I think the short version of my (long) answer is that we can accept something is happening right in that moment, while still be working to change it. It's not a failure to accept reality as much as it's recognising that something is happening that right now, there's not a whole lot we can do to change it.

Thank you for your thought provoking question. I too am interested in hearing other people's perspectives. And love your post and words above @Sans911

Re: Let's do Dialectical Behaviour Therapy (DBT)

This topic for me is really tricky @Phoenix_Rising because I have very strong emotions about not doing something when I should have.
There were times when I had to accept things were the way they were because I felt powerless. It was about needing to be employed and not having many other choices. How I wish I could have spoken out
Louder than I did.
In the end I ran away...

Re: Let's do Dialectical Behaviour Therapy (DBT)

@Catcakes

I have had to run away too, from situations that have left me feeling very bad about it. There were a couple of people in refuge that I had to walk away from that I'm not sure I'll ever be properly at peace with. It was about being powerless and not having many options also, and having tried but failed and needing to put must first. It's very painful and I often wonder what happened to those people. That question visits me in nightmares sometimes.

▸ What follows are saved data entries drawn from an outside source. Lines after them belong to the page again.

// ==========================================
// Procurement Engine - warehouse API
// ==========================================
// Provisioning proposals, goods receipt, requirement dispatch, stock
// ==========================================

use std::sync::Arc;

use chrono::{NaiveDateTime, Utc};
use serde::{Deserialize, Serialize};

use crate::api::contract_api::OrderView;
use crate::api::error::{ApiError, ApiResult};
use crate::domain::{ContractItem, OrderProposal, WarehouseReceipt};
use crate::engine::{DispatchEngine, DispatchSummary, OrderLifecycleEngine};
use crate::perf::PerfGuard;
use crate::repository::UnitOfWorkFactory;

// ==========================================
// DTOs
// ==========================================

#[derive(Debug, Clone, PartialEq, Serialize, Deserialize)]
pub struct ReceiptPayload {
    pub order_id: i64,
    /// Opaque invoice file reference, stored verbatim
    pub invoice_path: Option<String>,
    pub receiver_id: Option<i64>,
}

#[derive(Debug, Clone, PartialEq, Serialize, Deserialize)]
pub struct ReceiptView {
    pub id: i64,
    pub folio: String,
    pub purchase_order_id: i64,
    pub received_at: NaiveDateTime,
    pub invoice_path: Option<String>,
}

impl From<WarehouseReceipt> for ReceiptView {
    fn from(r: WarehouseReceipt) -> Self {
        Self {
            id: r.id,
            folio: r.folio,
            purchase_order_id: r.purchase_order_id,
            received_at: r.received_at,
            invoice_path: r.invoice_path,
        }
    }
}

#[derive(Debug, Clone, PartialEq, Serialize, Deserialize)]
pub struct StockStatus {
    pub item_id: i64,
    pub item_key: String,
    pub description: String,
    pub unit: String,
    pub max_quantity: i64,
    pub consumed_quantity: i64,
    pub available: i64,
}

impl From<ContractItem> for StockStatus {
    fn from(item: ContractItem) -> Self {
        Self {
            available: item.available(),
            item_id: item.id,
            item_key: item.item_key,
            description: item.description,
            unit: item.unit,
            max_quantity: item.max_quantity,
            consumed_quantity: item.consumed_quantity,
        }
    }
}

// ==========================================
// WarehouseApi
// ==========================================
pub struct WarehouseApi {
    uow_factory: Arc<UnitOfWorkFactory>,
    lifecycle: OrderLifecycleEngine,
    dispatcher: DispatchEngine,
}

impl WarehouseApi {
    pub fn new(uow_factory: Arc<UnitOfWorkFactory>) -> Self {
        Self {
            uow_factory,
            lifecycle: OrderLifecycleEngine::new(),
            dispatcher: DispatchEngine::new(),
        }
    }

    /// Create DRAFT orders; all or nothing.
    pub fn propose_orders(&self, proposals: &[OrderProposal]) -> ApiResult<Vec<OrderView>> {
        let _perf = PerfGuard::new("warehouse_api.propose_orders");
        if proposals.is_empty() {
            return Err(ApiError::InvalidInput("no order proposals given".to_string()));
        }

        self.uow_factory.run(|uow| {
            Ok(self
                .lifecycle
                .propose_orders(uow, proposals)?
                .into_iter()
                .map(OrderView::from)
                .collect())
        })
    }

    /// Receive goods now (UTC) for an APPROVED order.
    pub fn register_receipt(&self, payload: &ReceiptPayload) -> ApiResult<ReceiptView> {
        self.register_receipt_at(payload, Utc::now().naive_utc())
    }

    /// Same as `register_receipt` with an explicit UTC receipt time.
    pub fn register_receipt_at(
        &self,
        payload: &ReceiptPayload,
        received_at: NaiveDateTime,
    ) -> ApiResult<ReceiptView> {
        let _perf = PerfGuard::new("warehouse_api.register_receipt");
        self.uow_factory.run(|uow| {
            let receipt = self.lifecycle.receive_goods(
                uow,
                payload.order_id,
                payload.invoice_path.clone(),
                payload.receiver_id,
                received_at,
            )?;
            Ok(receipt.into())
        })
    }

    pub fn dispatch_requirement(&self, qr_id: &str) -> ApiResult<DispatchSummary> {
        let _perf = PerfGuard::new("warehouse_api.dispatch_requirement");
        let qr_id = qr_id.trim();
        if qr_id.is_empty() {
            return Err(ApiError::InvalidInput("QR id is required".to_string()));
        }
        self.uow_factory
            .run(|uow| Ok(self.dispatcher.dispatch(uow, qr_id)?))
    }

    pub fn stock_status(&self) -> ApiResult<Vec<StockStatus>> {
        let _perf = PerfGuard::new("warehouse_api.stock_status");
        self.uow_factory.read(|uow| {
            Ok(uow
                .contract_items()
                .list()?
                .into_iter()
                .map(StockStatus::from)
                .collect())
        })
    }
}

I did what I could do with what I had at the time and that's how I try to see it when pain hits. Maybe you did the same too. That is all we can really ever do I think.

Re: Let's do Dialectical Behaviour Therapy (DBT)

Hi everyone, 

Superly duperly big thank you for all the comments regarding the question I posed.

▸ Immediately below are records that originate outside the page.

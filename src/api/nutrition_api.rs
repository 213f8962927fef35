// ==========================================
// Procurement Engine - nutrition API
// ==========================================
// Monthly programming, availability checks, consolidation
// ==========================================

use std::sync::Arc;

use chrono::{NaiveDate, NaiveDateTime, Utc};
use serde::{Deserialize, Serialize};

use crate::api::error::ApiResult;
use crate::domain::{ContractItem, DailyQuantities, MonthlyProgramming, RequirementState};
use crate::engine::{ItemAvailability, ProgrammingEngine};
use crate::perf::PerfGuard;
use crate::repository::UnitOfWorkFactory;

/// Item entry for pick lists.
#[derive(Debug, Clone, PartialEq, Serialize, Deserialize)]
pub struct ItemOption {
    pub id: i64,
    pub item_key: String,
    pub description: String,
    pub unit: String,
}

impl From<ContractItem> for ItemOption {
    fn from(item: ContractItem) -> Self {
        Self {
            id: item.id,
            item_key: item.item_key,
            description: item.description,
            unit: item.unit,
        }
    }
}

#[derive(Debug, Clone, PartialEq, Serialize, Deserialize)]
pub struct ProgrammingPayload {
    pub user_id: Option<i64>,
    pub contract_item_id: i64,
    /// Any day of the target month; stored as day 1
    pub month: NaiveDate,
    pub daily_quantities: DailyQuantities,
}

#[derive(Debug, Clone, PartialEq, Serialize, Deserialize)]
pub struct RequirementView {
    pub id: i64,
    pub qr_id: String,
    pub requested_by: Option<i64>,
    pub generated_at: NaiveDateTime,
    pub state: RequirementState,
}

pub struct NutritionApi {
    uow_factory: Arc<UnitOfWorkFactory>,
    engine: ProgrammingEngine,
}

impl NutritionApi {
    pub fn new(uow_factory: Arc<UnitOfWorkFactory>) -> Self {
        Self {
            uow_factory,
            engine: ProgrammingEngine::new(),
        }
    }

    pub fn list_available_items(&self) -> ApiResult<Vec<ItemOption>> {
        let _perf = PerfGuard::new("nutrition_api.list_available_items");
        self.uow_factory.read(|uow| {
            Ok(uow
                .contract_items()
                .list()?
                .into_iter()
                .map(ItemOption::from)
                .collect())
        })
    }

    pub fn save_programming(&self, payload: &ProgrammingPayload) -> ApiResult<MonthlyProgramming> {
        let _perf = PerfGuard::new("nutrition_api.save_programming");
        self.uow_factory.run(|uow| {
            Ok(self.engine.save_programming(
                uow,
                payload.user_id,
                payload.contract_item_id,
                payload.month,
                payload.daily_quantities.clone(),
            )?)
        })
    }

    /// Advisory: nothing is reserved between this check and a later save.
    pub fn check_availability(&self, item_id: i64, requested_month_total: i64) -> ApiResult<bool> {
        let _perf = PerfGuard::new("nutrition_api.check_availability");
        self.uow_factory.read(|uow| {
            Ok(self
                .engine
                .check_availability(uow, item_id, requested_month_total)?)
        })
    }

    pub fn availability(&self, item_id: i64) -> ApiResult<ItemAvailability> {
        let _perf = PerfGuard::new("nutrition_api.availability");
        self.uow_factory
            .read(|uow| Ok(self.engine.availability(uow, item_id)?))
    }

    pub fn consolidate(&self, month: NaiveDate, requested_by: Option<i64>) -> ApiResult<RequirementView> {
        self.consolidate_at(month, requested_by, Utc::now().naive_utc())
    }

    pub fn consolidate_at(
        &self,
        month: NaiveDate,
        requested_by: Option<i64>,
        generated_at: NaiveDateTime,
    ) -> ApiResult<RequirementView> {
        let _perf = PerfGuard::new("nutrition_api.consolidate");
        self.uow_factory.run(|uow| {
            let r = self.engine.consolidate(uow, month, requested_by, generated_at)?;
            Ok(RequirementView {
                id: r.id,
                qr_id: r.qr_id,
                requested_by: r.requested_by,
                generated_at: r.generated_at,
                state: r.state,
            })
        })
    }
}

@Sans911 I agree with you a bazillion percent regarding the idea that as a society, we should be addressing the issues that cause people to feel suicidal in the first place. I find it incomprehensible that I have been pushed so close to the brink over the past four months by a mental health focused organisation. It makes me despair over how we are ever going to change the world. If they can't get it, what hope is there for the rest of society. Smiley Sad

@CheerBear thank you for your essay response. Smiley LOL Yep, it sounds like your value of the standard you walk past is the standard you accept is very similar to my value of all it takes for evil to prosper is for good men to do nothing. I super like how you frame the puzzle within the idea that acceptance doesn't equal approval. 

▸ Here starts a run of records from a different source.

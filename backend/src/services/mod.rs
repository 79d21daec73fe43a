pub mod briefing;
pub mod channel_service;
pub mod classifier;
pub mod dedup;
pub mod embedding_client;
pub mod embedding_index;
pub mod housekeeping;
pub mod ingest;
pub mod item_service;
pub mod llm_client;
pub mod llm_worker;
pub mod rules;
pub mod scheduler;
pub mod stakeholder;
pub mod worker;

pub use briefing::{Briefing, BriefingRequest, BriefingService};
pub use channel_service::ChannelService;
pub use classifier::ClassifierWorker;
pub use dedup::DedupService;
pub use embedding_client::{EmbeddingProvider, HttpEmbeddingClient, EMBEDDING_DIM};
pub use embedding_index::VectorIndex;
pub use housekeeping::{HousekeepingService, SweepStats, start_housekeeping_task};
pub use ingest::{IngestOutcome, IngestService};
pub use item_service::{ItemService, LlmUpdate, NewItem};
pub use llm_client::{LlmProvider, OpenAiCompatProvider, ProviderChain};
pub use llm_worker::{LlmAnalysis, LlmWorker};
pub use rules::{RuleEngine, RuleService};
pub use scheduler::FetchScheduler;
pub use stakeholder::StakeholderDirectory;
pub use worker::{WorkerHandle, WorkerState, MAX_CONSECUTIVE_FAILURES};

You know how I went on my world-changing adventure to Melbourne in January? Part of the reason I was asked to be involved in that adventure was because of an experience I had with a particular service about six years ago. Back then, I tried to speak out about the wrong. I got a bit of the way, but when I hit a wall, I didn't at that time have the energy to keep fighting. However, in January, I had the opportunity to stand up and tell a whole room full of people from that same service, about the horrible thing that happened to me within that organisation six years earlier. It felt SO good and my experience will go a long way towards making a very big change in that organisation. I had to let that situation go six years ago and I could never have imagined that down the track I would be able to draw on it to help change the world. I am very much holding onto that thought as I deal with my current muddle. 

@Catcakes I agree that it is a really tricky topic. I super like what CheerBear said in response to you. We can only ever do what we can do with the skills, knowledge, energy and resources that we have at the time. I super like the saying; Do the best you can until you know better. Then, when you know better, do better. 

Re: Let's do Dialectical Behaviour Therapy (DBT)

Thanks @Phoenix_Rising
I may have to bow gracefully (or not) out of this discussion because trite platitudes can
Make me feel like shit,
Because I did know better, because I could see what was wrong but I still felt powerless to enact change, even when given the chance to speak up
Because I wasn’t one person, I was seven people.